### What the task asks:
Of the lines below, report only those that contain "true".

Extracted data entries
########
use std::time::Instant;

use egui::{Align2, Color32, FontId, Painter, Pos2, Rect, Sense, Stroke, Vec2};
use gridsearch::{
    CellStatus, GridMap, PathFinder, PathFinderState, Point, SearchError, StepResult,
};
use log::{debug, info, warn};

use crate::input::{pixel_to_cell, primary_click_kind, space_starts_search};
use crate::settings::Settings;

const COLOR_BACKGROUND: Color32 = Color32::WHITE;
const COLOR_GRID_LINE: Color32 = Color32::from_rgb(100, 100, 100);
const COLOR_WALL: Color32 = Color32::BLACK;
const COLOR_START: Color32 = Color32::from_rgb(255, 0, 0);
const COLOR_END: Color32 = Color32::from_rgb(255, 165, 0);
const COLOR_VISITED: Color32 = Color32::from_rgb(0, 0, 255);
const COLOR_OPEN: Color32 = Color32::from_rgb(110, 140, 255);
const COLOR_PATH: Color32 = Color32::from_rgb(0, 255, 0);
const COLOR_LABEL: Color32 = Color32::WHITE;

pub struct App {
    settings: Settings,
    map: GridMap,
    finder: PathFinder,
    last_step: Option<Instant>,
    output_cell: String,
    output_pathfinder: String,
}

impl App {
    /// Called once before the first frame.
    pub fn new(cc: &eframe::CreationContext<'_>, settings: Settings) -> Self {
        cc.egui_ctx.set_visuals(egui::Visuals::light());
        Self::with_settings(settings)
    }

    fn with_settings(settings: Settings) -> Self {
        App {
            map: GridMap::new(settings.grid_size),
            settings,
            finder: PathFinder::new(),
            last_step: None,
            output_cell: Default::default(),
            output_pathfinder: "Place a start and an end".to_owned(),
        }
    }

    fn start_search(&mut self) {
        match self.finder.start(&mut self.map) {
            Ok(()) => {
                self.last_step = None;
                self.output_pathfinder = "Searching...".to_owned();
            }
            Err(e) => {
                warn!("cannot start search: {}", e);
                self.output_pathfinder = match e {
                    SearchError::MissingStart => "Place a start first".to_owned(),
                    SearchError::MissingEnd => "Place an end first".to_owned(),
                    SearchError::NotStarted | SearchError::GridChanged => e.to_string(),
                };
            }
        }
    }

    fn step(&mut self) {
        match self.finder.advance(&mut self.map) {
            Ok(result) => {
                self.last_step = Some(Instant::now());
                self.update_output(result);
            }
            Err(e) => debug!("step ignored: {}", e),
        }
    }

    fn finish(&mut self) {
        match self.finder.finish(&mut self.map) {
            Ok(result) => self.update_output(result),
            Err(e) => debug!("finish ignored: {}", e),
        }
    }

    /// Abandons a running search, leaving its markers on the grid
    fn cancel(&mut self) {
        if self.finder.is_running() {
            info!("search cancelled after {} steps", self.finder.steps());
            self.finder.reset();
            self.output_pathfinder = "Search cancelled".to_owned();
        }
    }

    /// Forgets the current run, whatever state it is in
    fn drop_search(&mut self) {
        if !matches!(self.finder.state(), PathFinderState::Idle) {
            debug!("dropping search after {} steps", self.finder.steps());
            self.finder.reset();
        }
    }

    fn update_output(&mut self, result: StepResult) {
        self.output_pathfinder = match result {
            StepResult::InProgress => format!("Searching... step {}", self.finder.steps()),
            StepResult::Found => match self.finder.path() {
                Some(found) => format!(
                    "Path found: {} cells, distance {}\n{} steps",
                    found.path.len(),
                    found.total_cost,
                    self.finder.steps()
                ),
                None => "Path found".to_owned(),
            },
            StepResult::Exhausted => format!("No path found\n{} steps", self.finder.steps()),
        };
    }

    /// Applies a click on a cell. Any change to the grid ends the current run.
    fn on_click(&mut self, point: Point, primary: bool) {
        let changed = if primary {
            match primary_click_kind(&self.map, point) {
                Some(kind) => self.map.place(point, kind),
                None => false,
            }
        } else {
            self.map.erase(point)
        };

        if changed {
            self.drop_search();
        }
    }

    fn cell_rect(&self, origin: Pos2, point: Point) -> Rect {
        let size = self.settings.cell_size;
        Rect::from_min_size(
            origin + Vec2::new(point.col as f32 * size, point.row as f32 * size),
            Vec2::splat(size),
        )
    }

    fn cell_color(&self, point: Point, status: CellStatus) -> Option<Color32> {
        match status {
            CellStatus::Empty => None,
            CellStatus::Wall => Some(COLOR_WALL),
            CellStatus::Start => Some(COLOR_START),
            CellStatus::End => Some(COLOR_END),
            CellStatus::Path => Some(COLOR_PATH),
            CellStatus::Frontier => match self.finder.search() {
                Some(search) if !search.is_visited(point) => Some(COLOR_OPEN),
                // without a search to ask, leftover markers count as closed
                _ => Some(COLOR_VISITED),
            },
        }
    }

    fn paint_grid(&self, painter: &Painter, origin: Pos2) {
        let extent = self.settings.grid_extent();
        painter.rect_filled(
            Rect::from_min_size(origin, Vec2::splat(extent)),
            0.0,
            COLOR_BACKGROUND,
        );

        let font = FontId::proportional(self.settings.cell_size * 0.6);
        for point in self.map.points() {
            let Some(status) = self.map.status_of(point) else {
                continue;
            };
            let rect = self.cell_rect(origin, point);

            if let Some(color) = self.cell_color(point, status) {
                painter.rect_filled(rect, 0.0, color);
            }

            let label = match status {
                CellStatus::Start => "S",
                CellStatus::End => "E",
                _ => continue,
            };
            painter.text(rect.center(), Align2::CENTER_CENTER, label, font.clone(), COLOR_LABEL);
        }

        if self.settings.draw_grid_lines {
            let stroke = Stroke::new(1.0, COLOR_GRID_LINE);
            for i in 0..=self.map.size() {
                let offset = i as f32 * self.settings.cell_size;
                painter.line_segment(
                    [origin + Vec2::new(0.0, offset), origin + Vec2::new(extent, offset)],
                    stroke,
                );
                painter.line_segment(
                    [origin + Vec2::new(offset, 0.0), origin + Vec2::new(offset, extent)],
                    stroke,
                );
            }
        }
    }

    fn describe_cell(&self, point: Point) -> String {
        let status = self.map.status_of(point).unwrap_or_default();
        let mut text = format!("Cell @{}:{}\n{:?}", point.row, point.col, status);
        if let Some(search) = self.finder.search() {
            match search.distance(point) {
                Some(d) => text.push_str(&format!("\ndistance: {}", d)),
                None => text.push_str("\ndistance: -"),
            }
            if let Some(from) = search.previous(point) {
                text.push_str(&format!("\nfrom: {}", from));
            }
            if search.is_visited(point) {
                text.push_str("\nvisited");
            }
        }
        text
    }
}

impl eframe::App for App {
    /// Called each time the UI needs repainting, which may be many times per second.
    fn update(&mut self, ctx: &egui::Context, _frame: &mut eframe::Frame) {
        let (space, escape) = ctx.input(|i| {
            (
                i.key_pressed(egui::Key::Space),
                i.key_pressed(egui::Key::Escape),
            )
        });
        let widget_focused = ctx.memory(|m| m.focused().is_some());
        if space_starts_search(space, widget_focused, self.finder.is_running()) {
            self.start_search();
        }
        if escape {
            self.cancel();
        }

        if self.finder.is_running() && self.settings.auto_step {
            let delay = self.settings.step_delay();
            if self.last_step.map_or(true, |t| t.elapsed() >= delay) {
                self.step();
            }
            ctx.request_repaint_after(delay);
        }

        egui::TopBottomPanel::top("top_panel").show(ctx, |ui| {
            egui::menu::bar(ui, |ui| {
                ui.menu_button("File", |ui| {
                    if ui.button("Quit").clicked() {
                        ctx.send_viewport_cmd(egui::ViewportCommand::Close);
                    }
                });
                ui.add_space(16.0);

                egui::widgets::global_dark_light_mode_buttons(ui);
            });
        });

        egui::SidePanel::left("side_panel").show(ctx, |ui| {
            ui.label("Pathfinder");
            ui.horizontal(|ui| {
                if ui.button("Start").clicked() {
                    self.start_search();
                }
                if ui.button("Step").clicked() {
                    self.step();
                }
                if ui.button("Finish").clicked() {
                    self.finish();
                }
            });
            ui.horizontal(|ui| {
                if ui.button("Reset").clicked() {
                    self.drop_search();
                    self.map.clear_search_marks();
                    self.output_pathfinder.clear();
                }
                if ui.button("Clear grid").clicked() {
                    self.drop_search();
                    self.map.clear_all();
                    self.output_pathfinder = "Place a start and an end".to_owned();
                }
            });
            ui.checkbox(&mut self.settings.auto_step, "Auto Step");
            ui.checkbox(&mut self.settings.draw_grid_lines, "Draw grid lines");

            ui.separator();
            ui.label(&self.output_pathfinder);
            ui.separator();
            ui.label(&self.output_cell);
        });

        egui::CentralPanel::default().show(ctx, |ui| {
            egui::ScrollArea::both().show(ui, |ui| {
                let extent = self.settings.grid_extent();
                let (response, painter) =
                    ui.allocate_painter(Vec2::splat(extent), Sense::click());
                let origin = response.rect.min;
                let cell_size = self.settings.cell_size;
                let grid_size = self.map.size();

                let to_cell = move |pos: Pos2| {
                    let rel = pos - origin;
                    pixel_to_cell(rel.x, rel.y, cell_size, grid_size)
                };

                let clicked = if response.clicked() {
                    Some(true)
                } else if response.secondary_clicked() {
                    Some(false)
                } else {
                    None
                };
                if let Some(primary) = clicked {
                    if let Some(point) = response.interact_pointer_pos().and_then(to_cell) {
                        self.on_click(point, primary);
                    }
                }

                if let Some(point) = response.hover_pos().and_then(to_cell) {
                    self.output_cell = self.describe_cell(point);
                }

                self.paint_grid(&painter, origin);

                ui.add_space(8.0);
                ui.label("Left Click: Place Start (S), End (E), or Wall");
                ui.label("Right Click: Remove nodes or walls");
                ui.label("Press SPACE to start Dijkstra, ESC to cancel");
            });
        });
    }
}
########
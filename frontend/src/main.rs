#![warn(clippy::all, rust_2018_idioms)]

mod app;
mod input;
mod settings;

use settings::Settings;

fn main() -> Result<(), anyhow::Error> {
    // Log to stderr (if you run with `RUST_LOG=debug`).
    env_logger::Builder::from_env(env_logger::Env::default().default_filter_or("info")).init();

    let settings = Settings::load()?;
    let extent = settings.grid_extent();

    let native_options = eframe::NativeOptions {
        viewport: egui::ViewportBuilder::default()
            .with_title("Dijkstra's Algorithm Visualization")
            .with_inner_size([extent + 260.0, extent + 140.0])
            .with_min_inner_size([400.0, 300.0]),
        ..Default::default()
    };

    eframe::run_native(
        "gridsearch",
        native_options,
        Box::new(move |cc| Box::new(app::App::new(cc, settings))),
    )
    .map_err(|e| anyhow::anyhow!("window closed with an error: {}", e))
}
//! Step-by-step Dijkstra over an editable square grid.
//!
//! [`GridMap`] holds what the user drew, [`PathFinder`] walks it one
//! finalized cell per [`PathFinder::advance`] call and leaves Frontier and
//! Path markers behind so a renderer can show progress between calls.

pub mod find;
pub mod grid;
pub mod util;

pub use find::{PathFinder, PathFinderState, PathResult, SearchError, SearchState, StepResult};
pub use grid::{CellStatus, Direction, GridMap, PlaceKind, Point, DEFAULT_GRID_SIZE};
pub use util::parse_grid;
########
### Task solution:
            if self.last_step.map_or(true, |t| t.elapsed() >= delay) {
                    Some(true)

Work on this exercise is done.